3. This helps explain why some method of execution challenges have been brought as habeas petitions and others as § 1983 actions. The courts may have construed habeas petitions as § 1983 actions and vice versa, without noting this fact. See e.g., Graham v. Broglin, 922 F.2d 379, 381-82 (7th Cir.1991) (“If a prisoner who should have asked for habeas corpus misconceives his remedy, brings a civil rights suit, and fails to exhaust his state remedies, his suit must be dismissed. But if, as in this case, he asks for habeas corpus when he should have brought a civil rights suit, all he has done is mislabel his suit, and either he should be given leave to plead over or the mislabeling should simply be ignored.”); Franklin, 662 F.2d at 1347 n. 13 (“Nonetheless, we find that the trial court was justified in construing Franklin's complaint as a habeas petition [rather than a § 1983 suit] because Franklin brought his complaint pro se. Courts cannot expect a pro se litigant to adhere to formalistic pleading requirements.”).
4. In addition to analyzing pain, a number of Eighth Amendment decisions also examine legislative trends. Evidence of legislative trends away from a particular punishment or of the proportion of states imposing a particular punishment is relevant evidence of whether a punishment is “cruel and unusual.” Trop v. Dulles, 356 U.S. 86, 102, 78 S.Ct. 590, 598, 2 L.Ed.2d 630 (1958) (plurality opinion); Weems v. United States, 217 U.S. 349, 377, 30 S.Ct. 544, 553, 54 L.Ed. 793 (1910). Legislative trends are particularly relevant when measuring the “evolving standard of decency.” Penry v. Lynaugh, 492 U.S. 302, 331, 109 S.Ct. 2934, 2953-54, 106 L.Ed.2d 256 (1989); Stanford v. Kentucky, 492 U.S. 361, 373, 109 S.Ct. 2969, 2977, 106 L.Ed.2d 306 (1989); McCleskey v. Kemp, 481 U.S. 279, 300, 107 S.Ct. 1756, 1771, 95 L.Ed.2d 262 (1987). See also Campbell v. Wood, 18 F.3d 662, 682 (9th Cir.1994) (en banc), cert. denied, 511 U.S. 1119, 114 S.Ct. 2125, 128 L.Ed.2d 682 (1994) (concluding that, although the number of states using a particular method of execution, hanging, “is evidence of public perception,” such evidence is not dispositive merely because few states continue using that particular method).

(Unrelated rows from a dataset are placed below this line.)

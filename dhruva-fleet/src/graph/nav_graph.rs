//! Navigation graph of the currently loaded level.

use std::collections::BTreeMap;

use crate::error::{FleetError, Result};
use crate::utils::{WorldPoint, polyline_length};

use super::document::{LevelDocument, NavGraphDocument};
use super::search;
use super::types::{Lane, Vertex, VertexIdx};

/// Multi-level navigation graph with one level loaded at a time.
///
/// Vertices and lanes of the loaded level are immutable until the next
/// [`NavGraph::load_level`], which replaces them wholesale.
#[derive(Clone, Debug, Default)]
pub struct NavGraph {
    levels: BTreeMap<String, LevelDocument>,
    current_level: Option<String>,
    vertices: Vec<Vertex>,
    lanes: Vec<Lane>,
    /// Neighbours of each vertex in lane-declaration order
    adjacency: Vec<Vec<VertexIdx>>,
}

impl NavGraph {
    /// Create a graph over `document` with no level loaded.
    pub fn new(document: NavGraphDocument) -> Self {
        Self {
            levels: document.levels,
            ..Default::default()
        }
    }

    /// Create a graph and load `level` immediately.
    pub fn with_level(document: NavGraphDocument, level: &str) -> Result<Self> {
        let mut graph = Self::new(document);
        graph.load_level(level)?;
        Ok(graph)
    }

    /// Replace the loaded vertices and lanes with those of level `name`.
    ///
    /// Lanes are validated before anything is swapped in: on error the
    /// previously loaded level stays intact.
    pub fn load_level(&mut self, name: &str) -> Result<()> {
        let level = self
            .levels
            .get(name)
            .ok_or_else(|| FleetError::LevelNotFound(name.to_string()))?;

        let vertices: Vec<Vertex> = level
            .vertices
            .iter()
            .map(|record| Vertex {
                position: WorldPoint::new(record.0, record.1),
                name: (!record.2.name.is_empty()).then(|| record.2.name.clone()),
                is_charger: record.2.is_charger,
            })
            .collect();

        let vertex_count = vertices.len();
        let mut lanes = Vec::with_capacity(level.lanes.len());
        let mut adjacency = vec![Vec::new(); vertex_count];

        for (lane_idx, record) in level.lanes.iter().enumerate() {
            for endpoint in [record.0, record.1] {
                if endpoint >= vertex_count {
                    return Err(FleetError::CorruptGraph {
                        lane: lane_idx,
                        endpoint,
                        vertex_count,
                    });
                }
            }

            let lane = Lane {
                start: VertexIdx::new(record.0),
                end: VertexIdx::new(record.1),
                speed_limit: record.2.speed_limit,
            };
            // Parallel and reversed duplicate lanes add no new neighbour
            if !adjacency[record.0].contains(&lane.end) {
                adjacency[record.0].push(lane.end);
            }
            if !adjacency[record.1].contains(&lane.start) {
                adjacency[record.1].push(lane.start);
            }
            lanes.push(lane);
        }

        tracing::info!(
            "Loaded level '{}': {} vertices, {} lanes, {} chargers",
            name,
            vertex_count,
            lanes.len(),
            vertices.iter().filter(|v| v.is_charger).count()
        );

        self.vertices = vertices;
        self.lanes = lanes;
        self.adjacency = adjacency;
        self.current_level = Some(name.to_string());
        Ok(())
    }

    /// Name of the loaded level.
    pub fn current_level(&self) -> Option<&str> {
        self.current_level.as_deref()
    }

    /// Names of all levels in the document.
    pub fn level_names(&self) -> impl Iterator<Item = &str> {
        self.levels.keys().map(String::as_str)
    }

    pub fn vertex_count(&self) -> usize {
        self.vertices.len()
    }

    pub fn lane_count(&self) -> usize {
        self.lanes.len()
    }

    pub fn vertices(&self) -> &[Vertex] {
        &self.vertices
    }

    pub fn lanes(&self) -> &[Lane] {
        &self.lanes
    }

    /// Vertex at `idx`, if it exists in the loaded level.
    #[inline]
    pub fn vertex(&self, idx: VertexIdx) -> Option<&Vertex> {
        self.vertices.get(idx.index())
    }

    #[inline]
    pub fn contains(&self, idx: VertexIdx) -> bool {
        idx.index() < self.vertices.len()
    }

    /// Whether `idx` is a charger vertex (false when out of range).
    #[inline]
    pub fn is_charger(&self, idx: VertexIdx) -> bool {
        self.vertex(idx).is_some_and(|v| v.is_charger)
    }

    /// First vertex whose display name equals `name`.
    pub fn vertex_by_name(&self, name: &str) -> Option<VertexIdx> {
        self.vertices
            .iter()
            .position(|v| v.name.as_deref() == Some(name))
            .map(VertexIdx::new)
    }

    /// Vertices reachable from `idx` over one lane, in lane-declaration order.
    pub fn adjacent_vertices(&self, idx: VertexIdx) -> &[VertexIdx] {
        self.adjacency
            .get(idx.index())
            .map(Vec::as_slice)
            .unwrap_or(&[])
    }

    /// First declared lane connecting `a` and `b` in either direction.
    pub fn lane_between(&self, a: VertexIdx, b: VertexIdx) -> Option<&Lane> {
        self.lanes.iter().find(|lane| lane.connects(a, b))
    }

    /// Fewest-hop path from `start` to `end`, both inclusive.
    ///
    /// Empty when no path exists; `[start]` when `start == end`.
    pub fn shortest_path(&self, start: VertexIdx, end: VertexIdx) -> Vec<VertexIdx> {
        search::shortest_path(&self.adjacency, start, end)
    }

    /// Indices of all charger vertices.
    pub fn chargers(&self) -> impl Iterator<Item = VertexIdx> + '_ {
        self.vertices
            .iter()
            .enumerate()
            .filter(|(_, v)| v.is_charger)
            .map(|(i, _)| VertexIdx::new(i))
    }

    /// Charger with the smallest straight-line distance to `point`.
    pub fn nearest_charger(&self, point: WorldPoint) -> Option<VertexIdx> {
        self.chargers().min_by(|a, b| {
            let da = self.vertices[a.index()].position.distance(point);
            let db = self.vertices[b.index()].position.distance(point);
            da.total_cmp(&db)
        })
    }

    /// Geometric length of a vertex path (out-of-range vertices are skipped).
    pub fn path_length(&self, path: &[VertexIdx]) -> f32 {
        let points: Vec<WorldPoint> = path
            .iter()
            .filter_map(|&idx| self.vertex(idx).map(|v| v.position))
            .collect();
        polyline_length(&points)
    }
}

#[cfg(test)]
mod tests {
    use super::*;
    use approx::assert_relative_eq;

    fn v(i: usize) -> VertexIdx {
        VertexIdx::new(i)
    }

    fn line_level() -> LevelDocument {
        // 0 --- 1 --- 2     3 (isolated charger)
        LevelDocument::new()
            .named_vertex(0.0, 0.0, "start")
            .vertex(1.0, 0.0)
            .named_vertex(2.0, 0.0, "end")
            .charger(10.0, 10.0)
            .lane(0, 1)
            .lane(1, 2)
    }

    fn make_graph() -> NavGraph {
        let doc = NavGraphDocument::single_level("level1", line_level())
            .with_level("level2", LevelDocument::new().vertex(0.0, 0.0));
        NavGraph::with_level(doc, "level1").unwrap()
    }

    #[test]
    fn test_load_level() {
        let graph = make_graph();
        assert_eq!(graph.current_level(), Some("level1"));
        assert_eq!(graph.vertex_count(), 4);
        assert_eq!(graph.lane_count(), 2);
        assert_eq!(graph.vertex(v(0)).unwrap().name.as_deref(), Some("start"));
        assert_eq!(graph.vertex(v(1)).unwrap().name, None);
        assert!(graph.vertex(v(4)).is_none());
        assert_eq!(graph.level_names().collect::<Vec<_>>(), vec!["level1", "level2"]);
    }

    #[test]
    fn test_load_unknown_level_keeps_state() {
        let mut graph = make_graph();
        let err = graph.load_level("missing").unwrap_err();
        assert!(matches!(err, FleetError::LevelNotFound(ref name) if name == "missing"));
        assert_eq!(graph.current_level(), Some("level1"));
        assert_eq!(graph.vertex_count(), 4);
    }

    #[test]
    fn test_corrupt_lane_rejected_at_load() {
        let doc = NavGraphDocument::single_level("good", line_level()).with_level(
            "bad",
            LevelDocument::new().vertex(0.0, 0.0).vertex(1.0, 0.0).lane(0, 5),
        );
        let mut graph = NavGraph::with_level(doc, "good").unwrap();

        let err = graph.load_level("bad").unwrap_err();
        assert!(matches!(
            err,
            FleetError::CorruptGraph {
                lane: 0,
                endpoint: 5,
                vertex_count: 2
            }
        ));
        // Prior level untouched
        assert_eq!(graph.current_level(), Some("good"));
        assert_eq!(graph.vertex_count(), 4);
        assert_eq!(graph.shortest_path(v(0), v(2)).len(), 3);
    }

    #[test]
    fn test_level_switch_replaces_everything() {
        let mut graph = make_graph();
        graph.load_level("level2").unwrap();
        assert_eq!(graph.vertex_count(), 1);
        assert_eq!(graph.lane_count(), 0);
        assert!(graph.adjacent_vertices(v(0)).is_empty());
        assert!(graph.chargers().next().is_none());
    }

    #[test]
    fn test_adjacent_vertices_in_lane_order() {
        let doc = NavGraphDocument::single_level(
            "l",
            LevelDocument::new()
                .vertex(0.0, 0.0)
                .vertex(1.0, 0.0)
                .vertex(0.0, 1.0)
                .vertex(1.0, 1.0)
                .lane(0, 3)
                .lane(1, 0)
                .lane(0, 2),
        );
        let graph = NavGraph::with_level(doc, "l").unwrap();
        assert_eq!(graph.adjacent_vertices(v(0)), &[v(3), v(1), v(2)]);
        assert_eq!(graph.adjacent_vertices(v(1)), &[v(0)]);
        assert!(graph.adjacent_vertices(v(99)).is_empty());
    }

    #[test]
    fn test_duplicate_lanes_list_neighbour_once() {
        let doc = NavGraphDocument::single_level(
            "l",
            LevelDocument::new()
                .vertex(0.0, 0.0)
                .vertex(1.0, 0.0)
                .vertex(2.0, 0.0)
                .lane(0, 1)
                .lane(1, 0)
                .lane(0, 1)
                .lane(1, 2)
                .lane(2, 2),
        );
        let graph = NavGraph::with_level(doc, "l").unwrap();
        assert_eq!(graph.lane_count(), 5);
        assert_eq!(graph.adjacent_vertices(v(0)), &[v(1)]);
        assert_eq!(graph.adjacent_vertices(v(1)), &[v(0), v(2)]);
        assert_eq!(graph.adjacent_vertices(v(2)), &[v(1), v(2)]);
        assert_eq!(graph.shortest_path(v(0), v(2)), vec![v(0), v(1), v(2)]);
    }

    #[test]
    fn test_shortest_path() {
        let graph = make_graph();
        assert_eq!(graph.shortest_path(v(0), v(2)), vec![v(0), v(1), v(2)]);
        assert_eq!(graph.shortest_path(v(2), v(0)), vec![v(2), v(1), v(0)]);
        assert_eq!(graph.shortest_path(v(1), v(1)), vec![v(1)]);
        // Disconnected charger
        assert!(graph.shortest_path(v(0), v(3)).is_empty());
    }

    #[test]
    fn test_lookup_helpers() {
        let graph = make_graph();
        assert_eq!(graph.vertex_by_name("end"), Some(v(2)));
        assert_eq!(graph.vertex_by_name("nowhere"), None);
        assert!(graph.lane_between(v(2), v(1)).is_some());
        assert!(graph.lane_between(v(0), v(2)).is_none());
        assert!(graph.is_charger(v(3)));
        assert!(!graph.is_charger(v(0)));
        assert!(!graph.is_charger(v(50)));
    }

    #[test]
    fn test_nearest_charger() {
        let doc = NavGraphDocument::single_level(
            "l",
            LevelDocument::new()
                .charger(0.0, 0.0)
                .vertex(5.0, 0.0)
                .charger(8.0, 0.0),
        );
        let graph = NavGraph::with_level(doc, "l").unwrap();
        assert_eq!(graph.nearest_charger(WorldPoint::new(3.0, 0.0)), Some(v(0)));
        assert_eq!(graph.nearest_charger(WorldPoint::new(6.0, 0.0)), Some(v(2)));

        let graph = make_graph();
        assert_eq!(graph.chargers().collect::<Vec<_>>(), vec![v(3)]);
    }

    #[test]
    fn test_path_length() {
        let graph = make_graph();
        assert_relative_eq!(graph.path_length(&[v(0), v(1), v(2)]), 2.0);
        assert_eq!(graph.path_length(&[v(1)]), 0.0);
    }
}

5. The district court relied on evidence of only one hanging, that of Westley Allan Dodd, conducted in 1993 in accordance with the protocol. According to the doctor who witnessed the execution and pronounced Dodd's death, “Dodd became unconscious within a matter of seconds.” Campbell, 18 F.3d at 685. The district court excluded evidence of other hangings in which the inmate had died through either asphyxiation or by decapitation because these “bungled” hangings “could not be reliably compared to” Washington's method, which was governed by a detailed protocol. Id.Washington's protocol regulates the diameter of the rope, the elasticity of the rope, the proper knot to use, and the particular distance the inmate is dropped, depending on his body weight. The protocol, by defining and regulating these factors, sought to ensure “rapid unconsciousness and death” and to avoid “the risks of death by asphyxiation and decapitation, as opposed to death by injury to vascular, spinal, and nervous functions.” Campbell, 18 F.3d at 683.